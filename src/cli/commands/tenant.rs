use std::sync::Arc;

use clap::Subcommand;
use serde_json::json;

use crate::cli::utils::*;
use crate::cli::OutputFormat;
use crate::database::models::Tenant;
use crate::services::TenantService;
use crate::tenant::PgTenantDirectory;

#[derive(Subcommand)]
pub enum TenantCommands {
    #[command(about = "Create a tenant, or report the existing one for the domain")]
    Create {
        #[arg(help = "Display name")]
        name: String,
        #[arg(help = "Domain used for resolution (matched exactly)")]
        domain: String,
    },

    #[command(about = "List all tenants")]
    List,

    #[command(about = "Show tenant information")]
    Show {
        #[arg(help = "Tenant domain")]
        domain: String,
    },

    #[command(about = "Mark a tenant active so requests resolve to it")]
    Activate {
        #[arg(help = "Tenant domain")]
        domain: String,
    },

    #[command(about = "Mark a tenant inactive; resolution skips it")]
    Deactivate {
        #[arg(help = "Tenant domain")]
        domain: String,
    },
}

pub async fn handle(cmd: TenantCommands, output_format: OutputFormat) -> anyhow::Result<()> {
    let pool = super::connect().await?;
    let service = TenantService::new(Arc::new(PgTenantDirectory::new(pool)));

    match cmd {
        TenantCommands::Create { name, domain } => {
            let (tenant, created) = service.create_or_get_tenant(&name, &domain).await?;
            let message = if created {
                format!("Tenant '{}' created with id {}", tenant.domain, tenant.id)
            } else {
                format!("Tenant '{}' already exists with id {}", tenant.domain, tenant.id)
            };
            output_success(
                &output_format,
                &message,
                Some(json!({ "created": created, "tenant": tenant })),
            )
        }
        TenantCommands::List => {
            let tenants = service.list_tenants().await?;
            output_tenants(&output_format, &tenants)
        }
        TenantCommands::Show { domain } => {
            let tenant = service.get_tenant(&domain).await?;
            show_tenant(&output_format, &tenant)
        }
        TenantCommands::Activate { domain } => {
            let tenant = service.set_active(&domain, true).await?;
            output_success(
                &output_format,
                &format!("Tenant '{}' activated", tenant.domain),
                Some(json!({ "tenant": tenant })),
            )
        }
        TenantCommands::Deactivate { domain } => {
            let tenant = service.set_active(&domain, false).await?;
            output_success(
                &output_format,
                &format!("Tenant '{}' deactivated", tenant.domain),
                Some(json!({ "tenant": tenant })),
            )
        }
    }
}

fn show_tenant(output_format: &OutputFormat, tenant: &Tenant) -> anyhow::Result<()> {
    match output_format {
        OutputFormat::Json => {
            println!("{}", serde_json::to_string_pretty(&json!({ "tenant": tenant }))?);
        }
        OutputFormat::Text => {
            println!("ID:      {}", tenant.id);
            println!("Name:    {}", tenant.name);
            println!("Domain:  {}", tenant.domain);
            println!("Active:  {}", tenant.is_active);
            println!("Created: {}", tenant.created_at.format("%Y-%m-%d %H:%M:%S"));
        }
    }
    Ok(())
}
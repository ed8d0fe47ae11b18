use chrono::{DateTime, Utc};
use serde::{Deserialize, Serialize};
use sqlx::FromRow;

#[derive(Debug, Clone, Serialize, Deserialize, FromRow)]
pub struct UserNote {
    pub id: i64,
    pub user_id: i64,
    pub verse_id: i64,
    pub text: String,
    pub created_at: DateTime<Utc>,
    pub updated_at: DateTime<Utc>,
}

/// Points at a book, optionally narrowed to a chapter and verse.
#[derive(Debug, Clone, Serialize, Deserialize, FromRow)]
pub struct Bookmark {
    pub id: i64,
    pub user_id: i64,
    pub book_id: i64,
    pub chapter_id: Option<i64>,
    pub verse_id: Option<i64>,
    pub created_at: DateTime<Utc>,
}

#[derive(Debug, Clone, Serialize, Deserialize, FromRow)]
pub struct PlayHistory {
    pub id: i64,
    pub user_id: i64,
    pub chapter_audio_id: i64,
    pub last_position: f64,
    pub created_at: DateTime<Utc>,
    pub updated_at: DateTime<Utc>,
}
use chrono::{DateTime, Utc};
use serde::{Deserialize, Serialize};
use sqlx::FromRow;

/// A row of the tenant directory.
///
/// `domain` is matched byte-for-byte during resolution; it is never lowercased
/// or trimmed.
#[derive(Debug, Clone, PartialEq, Eq, Serialize, Deserialize, FromRow)]
pub struct Tenant {
    pub id: i64,
    pub name: String,
    pub domain: String,
    pub is_active: bool,
    pub created_at: DateTime<Utc>,
}

impl std::fmt::Display for Tenant {
    fn fmt(&self, f: &mut std::fmt::Formatter<'_>) -> std::fmt::Result {
        write!(f, "{}", self.name)
    }
}
#[cfg(test)]
mod tests {
    use super::*;
    use crate::database::manager::DatabaseError;
    use crate::tenant::directory::MemoryTenantDirectory;
    use async_trait::async_trait;
    use axum::http::Request;

    fn make_parts(uri: &str, headers: &[(&str, &str)]) -> Parts {
        let mut builder = Request::builder().uri(uri);
        for (name, value) in headers {
            builder = builder.header(*name, *value);
        }
        builder.body(()).unwrap().into_parts().0
    }

    struct Fixture {
        directory: Arc<MemoryTenantDirectory>,
        acme: Tenant,
        globex: Tenant,
        dormant: Tenant,
    }

    fn fixture() -> Fixture {
        let directory = Arc::new(MemoryTenantDirectory::new());
        let acme = directory.insert("Acme", "acme", true).unwrap();
        let globex = directory.insert("Globex", "globex", true).unwrap();
        let dormant = directory.insert("Dormant", "dormant", false).unwrap();
        Fixture {
            directory,
            acme,
            globex,
            dormant,
        }
    }

    fn resolver(directory: Arc<MemoryTenantDirectory>) -> TenantResolver {
        TenantResolver::new(directory, &TenancyConfig { allow_query_param: true })
    }

    struct FailingDirectory;

    #[async_trait]
    impl TenantDirectory for FailingDirectory {
        async fn find_by_id(&self, _id: i64) -> Result<Option<Tenant>, DatabaseError> {
            Err(DatabaseError::QueryError("connection refused".into()))
        }
        async fn find_by_domain(&self, _domain: &str) -> Result<Option<Tenant>, DatabaseError> {
            Err(DatabaseError::QueryError("connection refused".into()))
        }
        async fn create_or_get(&self, _name: &str, _domain: &str) -> Result<(Tenant, bool), DatabaseError> {
            Err(DatabaseError::QueryError("connection refused".into()))
        }
        async fn list(&self) -> Result<Vec<Tenant>, DatabaseError> {
            Err(DatabaseError::QueryError("connection refused".into()))
        }
        async fn set_active(&self, _domain: &str, _active: bool) -> Result<Option<Tenant>, DatabaseError> {
            Err(DatabaseError::QueryError("connection refused".into()))
        }
    }

    #[test]
    fn test_id_header_candidate() {
        let strategy = TenantIdHeaderStrategy;

        let parts = make_parts("/", &[(X_TENANT_ID, "42")]);
        assert_eq!(strategy.candidate(&parts), Some(TenantLookup::Id(42)));

        let parts = make_parts("/", &[(X_TENANT_ID, "acme")]);
        assert_eq!(strategy.candidate(&parts), None);

        let parts = make_parts("/", &[(X_TENANT_ID, "")]);
        assert_eq!(strategy.candidate(&parts), None);

        let parts = make_parts("/", &[]);
        assert_eq!(strategy.candidate(&parts), None);
    }

    #[test]
    fn test_subdomain_candidate() {
        let strategy = SubdomainStrategy;

        let parts = make_parts("/", &[("host", "acme.example.com")]);
        assert_eq!(strategy.candidate(&parts), Some(TenantLookup::Domain("acme".into())));

        let parts = make_parts("/", &[("host", "acme.example.com:8443")]);
        assert_eq!(strategy.candidate(&parts), Some(TenantLookup::Domain("acme".into())));

        let parts = make_parts("/", &[("host", "localhost:8000")]);
        assert_eq!(strategy.candidate(&parts), None);

        let parts = make_parts("/", &[("host", "[::1]:8000")]);
        assert_eq!(strategy.candidate(&parts), None);

        // Falls back to the request target's authority
        let parts = make_parts("http://globex.example.com/api", &[]);
        assert_eq!(strategy.candidate(&parts), Some(TenantLookup::Domain("globex".into())));
    }

    #[test]
    fn test_query_candidate() {
        let strategy = QueryParameterStrategy;

        let parts = make_parts("/api/v1/books?limit=5&tenant=acme", &[]);
        assert_eq!(strategy.candidate(&parts), Some(TenantLookup::Domain("acme".into())));

        let parts = make_parts("/api/v1/books?tenant=", &[]);
        assert_eq!(strategy.candidate(&parts), None);

        let parts = make_parts("/api/v1/books?tenant=a%20b", &[]);
        assert_eq!(strategy.candidate(&parts), Some(TenantLookup::Domain("a b".into())));
    }

    #[tokio::test]
    async fn test_resolves_each_source() {
        let f = fixture();
        let resolver = resolver(f.directory.clone());

        let id = f.acme.id.to_string();
        let resolved = resolver.resolve(&make_parts("/", &[(X_TENANT_ID, &id)])).await;
        assert_eq!(resolved.tenant.as_ref(), Some(&f.acme));
        assert_eq!(resolved.source, TenantSource::TenantIdHeader);

        let resolved = resolver.resolve(&make_parts("/", &[(X_TENANT_DOMAIN, "globex")])).await;
        assert_eq!(resolved.tenant.as_ref(), Some(&f.globex));
        assert_eq!(resolved.source, TenantSource::TenantDomainHeader);

        let resolved = resolver.resolve(&make_parts("/", &[("host", "acme.example.com")])).await;
        assert_eq!(resolved.tenant.as_ref(), Some(&f.acme));
        assert_eq!(resolved.source, TenantSource::Subdomain);

        let resolved = resolver
            .resolve(&make_parts("/?tenant=acme", &[("host", "localhost")]))
            .await;
        assert_eq!(resolved.tenant.as_ref(), Some(&f.acme));
        assert_eq!(resolved.source, TenantSource::QueryParameter);
    }

    #[tokio::test]
    async fn test_nothing_resolves_to_none() {
        let f = fixture();
        let resolver = resolver(f.directory.clone());

        let resolved = resolver.resolve(&make_parts("/", &[("host", "localhost:8000")])).await;
        assert_eq!(resolved, ResolvedTenant::unresolved());
    }

    #[tokio::test]
    async fn test_id_header_beats_domain_header() {
        let f = fixture();
        let resolver = resolver(f.directory.clone());

        let id = f.acme.id.to_string();
        let parts = make_parts("/", &[(X_TENANT_ID, &id), (X_TENANT_DOMAIN, "globex")]);
        let resolved = resolver.resolve(&parts).await;
        assert_eq!(resolved.tenant_id(), Some(f.acme.id));
        assert_eq!(resolved.source, TenantSource::TenantIdHeader);
    }

    #[tokio::test]
    async fn test_domain_header_beats_subdomain() {
        let f = fixture();
        let resolver = resolver(f.directory.clone());

        let parts = make_parts("/", &[(X_TENANT_DOMAIN, "acme"), ("host", "globex.example.com")]);
        let resolved = resolver.resolve(&parts).await;
        assert_eq!(resolved.tenant_id(), Some(f.acme.id));
        assert_eq!(resolved.source, TenantSource::TenantDomainHeader);
    }

    #[tokio::test]
    async fn test_unknown_id_falls_through() {
        let f = fixture();
        let resolver = resolver(f.directory.clone());

        let parts = make_parts("/", &[(X_TENANT_ID, "9999"), ("host", "globex.example.com")]);
        let resolved = resolver.resolve(&parts).await;
        assert_eq!(resolved.tenant_id(), Some(f.globex.id));
        assert_eq!(resolved.source, TenantSource::Subdomain);

        let parts = make_parts("/", &[(X_TENANT_ID, "9999")]);
        assert_eq!(resolver.resolve(&parts).await, ResolvedTenant::unresolved());
    }

    #[tokio::test]
    async fn test_non_numeric_id_falls_through() {
        let f = fixture();
        let resolver = resolver(f.directory.clone());

        let parts = make_parts("/", &[(X_TENANT_ID, "acme"), (X_TENANT_DOMAIN, "globex")]);
        let resolved = resolver.resolve(&parts).await;
        assert_eq!(resolved.tenant_id(), Some(f.globex.id));
    }

    #[tokio::test]
    async fn test_inactive_tenant_skipped_by_every_strategy() {
        let f = fixture();
        let resolver = resolver(f.directory.clone());
        let dormant_id = f.dormant.id.to_string();

        let cases: Vec<Parts> = vec![
            make_parts("/", &[(X_TENANT_ID, &dormant_id)]),
            make_parts("/", &[(X_TENANT_DOMAIN, "dormant")]),
            make_parts("/", &[("host", "dormant.example.com")]),
            make_parts("/?tenant=dormant", &[("host", "localhost")]),
        ];
        for parts in &cases {
            assert_eq!(resolver.resolve(parts).await, ResolvedTenant::unresolved());
        }

        // Inactive at a higher strategy falls through to an active one below
        let parts = make_parts(
            "/?tenant=acme",
            &[(X_TENANT_ID, &dormant_id), (X_TENANT_DOMAIN, "dormant"), ("host", "dormant.example.com")],
        );
        let resolved = resolver.resolve(&parts).await;
        assert_eq!(resolved.tenant_id(), Some(f.acme.id));
        assert_eq!(resolved.source, TenantSource::QueryParameter);
    }

    #[tokio::test]
    async fn test_subdomain_resolves_only_while_active() {
        let f = fixture();
        let resolver = resolver(f.directory.clone());
        let parts = make_parts("/", &[("host", "acme.example.com")]);

        assert_eq!(resolver.resolve(&parts).await.tenant_id(), Some(f.acme.id));

        f.directory.set_active("acme", false).await.unwrap();
        assert_eq!(resolver.resolve(&parts).await, ResolvedTenant::unresolved());
    }

    #[tokio::test]
    async fn test_query_parameter_disabled_by_config() {
        let f = fixture();
        let resolver = TenantResolver::new(f.directory.clone(), &TenancyConfig { allow_query_param: false });

        assert!(!resolver.sources().contains(&TenantSource::QueryParameter));
        let parts = make_parts("/?tenant=acme", &[("host", "localhost")]);
        assert_eq!(resolver.resolve(&parts).await, ResolvedTenant::unresolved());
    }

    #[tokio::test]
    async fn test_directory_errors_fall_through() {
        let resolver = TenantResolver::new(Arc::new(FailingDirectory), &TenancyConfig { allow_query_param: true });

        let parts = make_parts("/?tenant=acme", &[(X_TENANT_ID, "1"), ("host", "acme.example.com")]);
        let outcome = resolver.attempt(&TenantIdHeaderStrategy, &parts).await;
        assert_eq!(outcome, StrategyOutcome::NoMatch);
        assert_eq!(resolver.resolve(&parts).await, ResolvedTenant::unresolved());
    }

    #[test]
    fn test_source_display() {
        assert_eq!(TenantSource::TenantIdHeader.to_string(), "x_tenant_id");
        assert_eq!(TenantSource::QueryParameter.to_string(), "query_parameter");
        assert_eq!(TenantSource::Unresolved.to_string(), "unresolved");
    }
}
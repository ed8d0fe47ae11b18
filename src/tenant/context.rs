//! Task-scoped "current tenant" for code that is not handed a [`TenantScope`].
//!
//! The binding lives exactly as long as the future passed to [`scope`] is
//! being polled. It disappears when that future completes, panics or is
//! dropped, so a worker thread picking up the next request never sees it.
//!
//! [`TenantScope`]: super::scope::TenantScope

use std::future::Future;

use crate::database::models::Tenant;

tokio::task_local! {
    static CURRENT_TENANT: Option<Tenant>;
}

/// Run `fut` with `tenant` bound as the current tenant.
pub async fn scope<F>(tenant: Option<Tenant>, fut: F) -> F::Output
where
    F: Future,
{
    CURRENT_TENANT.scope(tenant, fut).await
}

/// The tenant bound by the innermost enclosing [`scope`], or `None`.
pub fn current() -> Option<Tenant> {
    CURRENT_TENANT.try_with(Clone::clone).ok().flatten()
}

/// Id of the current tenant, if any.
pub fn current_id() -> Option<i64> {
    CURRENT_TENANT
        .try_with(|t| t.as_ref().map(|t| t.id))
        .ok()
        .flatten()
}

/// Wrap `fut` so it carries the caller's binding onto another task.
///
/// ```ignore
/// tokio::spawn(context::propagate(async move { audit(context::current()).await }));
/// ```
pub fn propagate<F>(fut: F) -> impl Future<Output = F::Output>
where
    F: Future,
{
    scope(current(), fut)
}

#[cfg(test)]
mod tests {
    use super::*;
    use chrono::Utc;
    use futures::FutureExt;
    use std::panic::AssertUnwindSafe;
    use std::time::Duration;

    fn tenant(id: i64, domain: &str) -> Tenant {
        Tenant {
            id,
            name: domain.to_uppercase(),
            domain: domain.to_string(),
            is_active: true,
            created_at: Utc::now(),
        }
    }

    #[tokio::test]
    async fn none_outside_any_scope() {
        assert_eq!(current(), None);
        assert_eq!(current_id(), None);
    }

    #[tokio::test]
    async fn bound_inside_and_cleared_after() {
        let acme = tenant(1, "acme");
        let seen = scope(Some(acme.clone()), async { current() }).await;
        assert_eq!(seen, Some(acme));
        assert_eq!(current(), None);
    }

    #[tokio::test]
    async fn explicit_none_binding() {
        let seen = scope(None, async { current_id() }).await;
        assert_eq!(seen, None);
    }

    #[tokio::test]
    async fn inner_scope_shadows_outer() {
        let outer = tenant(1, "acme");
        let inner = tenant(2, "globex");

        scope(Some(outer.clone()), async {
            assert_eq!(current_id(), Some(1));
            scope(Some(inner), async {
                assert_eq!(current_id(), Some(2));
            })
            .await;
            assert_eq!(current_id(), Some(1));
        })
        .await;
    }

    #[tokio::test]
    async fn cleared_after_panic() {
        let result = AssertUnwindSafe(scope(Some(tenant(1, "acme")), async {
            assert_eq!(current_id(), Some(1));
            panic!("handler blew up");
        }))
        .catch_unwind()
        .await;

        assert!(result.is_err());
        assert_eq!(current(), None);
    }

    #[tokio::test]
    async fn cleared_after_cancellation() {
        let pending = scope(Some(tenant(1, "acme")), async {
            tokio::time::sleep(Duration::from_secs(60)).await;
        });
        let timed_out = tokio::time::timeout(Duration::from_millis(10), pending).await;

        assert!(timed_out.is_err());
        assert_eq!(current(), None);
    }

    #[tokio::test(flavor = "multi_thread", worker_threads = 2)]
    async fn concurrent_scopes_do_not_leak() {
        let handles: Vec<_> = (1..=50)
            .map(|id| {
                tokio::spawn(scope(Some(tenant(id, &format!("t{}", id))), async move {
                    for _ in 0..5 {
                        tokio::task::yield_now().await;
                        assert_eq!(current_id(), Some(id));
                    }
                    current_id()
                }))
            })
            .collect();

        for (i, handle) in handles.into_iter().enumerate() {
            assert_eq!(handle.await.unwrap(), Some(i as i64 + 1));
        }
    }

    #[tokio::test]
    async fn spawned_task_does_not_inherit_without_propagate() {
        scope(Some(tenant(1, "acme")), async {
            let plain = tokio::spawn(async { current_id() }).await.unwrap();
            assert_eq!(plain, None);

            let carried = tokio::spawn(propagate(async { current_id() })).await.unwrap();
            assert_eq!(carried, Some(1));
        })
        .await;
    }
}
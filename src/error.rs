// HTTP API Error Types
use axum::{http::StatusCode, response::IntoResponse, Json};
use serde_json::{json, Value};
use std::collections::HashMap;

use crate::auth::AuthError;
use crate::database::manager::DatabaseError;
use crate::tenant::scope::ScopeError;

/// HTTP API error with appropriate status codes and client-friendly messages
#[derive(Debug)]
pub enum ApiError {
    // 401 Unauthorized
    Unauthorized(String),

    // 403 Forbidden
    Forbidden(String),
    TenantRequired(String),

    // 404 Not Found
    NotFound(String),

    // 409 Conflict
    Conflict(String),

    // 422 Unprocessable Entity
    ValidationError {
        message: String,
        field_errors: Option<HashMap<String, String>>,
    },

    // 500 Internal Server Error
    InternalServerError(String),

    // 503 Service Unavailable
    ServiceUnavailable(String),
}

impl ApiError {
    /// Get HTTP status code
    pub fn status_code(&self) -> u16 {
        match self {
            ApiError::Unauthorized(_) => 401,
            ApiError::Forbidden(_) => 403,
            ApiError::TenantRequired(_) => 403,
            ApiError::NotFound(_) => 404,
            ApiError::Conflict(_) => 409,
            ApiError::ValidationError { .. } => 422,
            ApiError::InternalServerError(_) => 500,
            ApiError::ServiceUnavailable(_) => 503,
        }
    }

    /// Get client-safe error message
    pub fn message(&self) -> &str {
        match self {
            ApiError::Unauthorized(msg) => msg,
            ApiError::Forbidden(msg) => msg,
            ApiError::TenantRequired(msg) => msg,
            ApiError::NotFound(msg) => msg,
            ApiError::Conflict(msg) => msg,
            ApiError::ValidationError { message, .. } => message,
            ApiError::InternalServerError(msg) => msg,
            ApiError::ServiceUnavailable(msg) => msg,
        }
    }

    /// Get error code for client handling
    pub fn error_code(&self) -> &'static str {
        match self {
            ApiError::Unauthorized(_) => "UNAUTHORIZED",
            ApiError::Forbidden(_) => "FORBIDDEN",
            ApiError::TenantRequired(_) => "TENANT_REQUIRED",
            ApiError::NotFound(_) => "NOT_FOUND",
            ApiError::Conflict(_) => "CONFLICT",
            ApiError::ValidationError { .. } => "VALIDATION_ERROR",
            ApiError::InternalServerError(_) => "INTERNAL_SERVER_ERROR",
            ApiError::ServiceUnavailable(_) => "SERVICE_UNAVAILABLE",
        }
    }

    /// Convert to JSON response body
    pub fn to_json(&self) -> Value {
        let mut response = json!({
            "success": false,
            "error": self.message(),
            "code": self.error_code()
        });

        if let ApiError::ValidationError {
            field_errors: Some(field_errors),
            ..
        } = self
        {
            response["field_errors"] = json!(field_errors);
        }

        response
    }
}

// Static constructor methods
impl ApiError {
    pub fn unauthorized(message: impl Into<String>) -> Self {
        ApiError::Unauthorized(message.into())
    }

    pub fn forbidden(message: impl Into<String>) -> Self {
        ApiError::Forbidden(message.into())
    }

    pub fn tenant_required(message: impl Into<String>) -> Self {
        ApiError::TenantRequired(message.into())
    }

    pub fn not_found(message: impl Into<String>) -> Self {
        ApiError::NotFound(message.into())
    }

    pub fn conflict(message: impl Into<String>) -> Self {
        ApiError::Conflict(message.into())
    }

    pub fn validation_error(message: impl Into<String>, field_errors: Option<HashMap<String, String>>) -> Self {
        ApiError::ValidationError {
            message: message.into(),
            field_errors,
        }
    }

    /// Validation error for a single field
    pub fn invalid_field(field: &str, reason: impl Into<String>) -> Self {
        let mut field_errors = HashMap::new();
        field_errors.insert(field.to_string(), reason.into());
        ApiError::validation_error("Validation failed", Some(field_errors))
    }

    pub fn internal_server_error(message: impl Into<String>) -> Self {
        ApiError::InternalServerError(message.into())
    }

    pub fn service_unavailable(message: impl Into<String>) -> Self {
        ApiError::ServiceUnavailable(message.into())
    }
}

// Convert other error types to ApiError
impl From<DatabaseError> for ApiError {
    fn from(err: DatabaseError) -> Self {
        match err {
            DatabaseError::NotFound(msg) => ApiError::not_found(msg),
            DatabaseError::Conflict(msg) => ApiError::conflict(msg),
            DatabaseError::ConfigMissing(_) | DatabaseError::InvalidDatabaseUrl => {
                tracing::error!("Database misconfigured: {}", err);
                ApiError::service_unavailable("Database temporarily unavailable")
            }
            DatabaseError::QueryError(msg) => {
                // Don't expose internal SQL errors to clients
                tracing::error!("Database query error: {}", msg);
                ApiError::internal_server_error("An error occurred while processing your request")
            }
            DatabaseError::Sqlx(sqlx::Error::PoolTimedOut) => {
                tracing::error!("Database pool timed out");
                ApiError::service_unavailable("Database temporarily unavailable")
            }
            DatabaseError::Sqlx(sqlx_err) => {
                // Log the real error but return generic message
                tracing::error!("SQLx error: {}", sqlx_err);
                ApiError::internal_server_error("Database error occurred")
            }
        }
    }
}

impl From<ScopeError> for ApiError {
    fn from(err: ScopeError) -> Self {
        match err {
            ScopeError::NoTenant => ApiError::tenant_required(err.to_string()),
            ScopeError::UnknownReference { field, .. } => ApiError::invalid_field(field, err.to_string()),
        }
    }
}

impl From<AuthError> for ApiError {
    fn from(err: AuthError) -> Self {
        match err {
            AuthError::MissingToken | AuthError::InvalidToken(_) | AuthError::InvalidCredentials => {
                ApiError::unauthorized(err.to_string())
            }
            AuthError::TenantMismatch => ApiError::forbidden(err.to_string()),
            AuthError::MissingSecret | AuthError::TokenGeneration(_) | AuthError::Hashing(_) => {
                tracing::error!("Auth failure: {}", err);
                ApiError::internal_server_error("Authentication is unavailable")
            }
        }
    }
}

// Standard error trait implementations
impl std::fmt::Display for ApiError {
    fn fmt(&self, f: &mut std::fmt::Formatter<'_>) -> std::fmt::Result {
        write!(f, "{}", self.message())
    }
}

impl std::error::Error for ApiError {}

// Automatic HTTP response conversion for Axum
impl IntoResponse for ApiError {
    fn into_response(self) -> axum::response::Response {
        let status = StatusCode::from_u16(self.status_code()).unwrap_or(StatusCode::INTERNAL_SERVER_ERROR);
        (status, Json(self.to_json())).into_response()
    }
}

**EXERCISE INSTRUCTIONS**:
Only the number is wanted: how many lines in the entries above contain the word "that"?

**RESULT FOR THIS TASK**:
2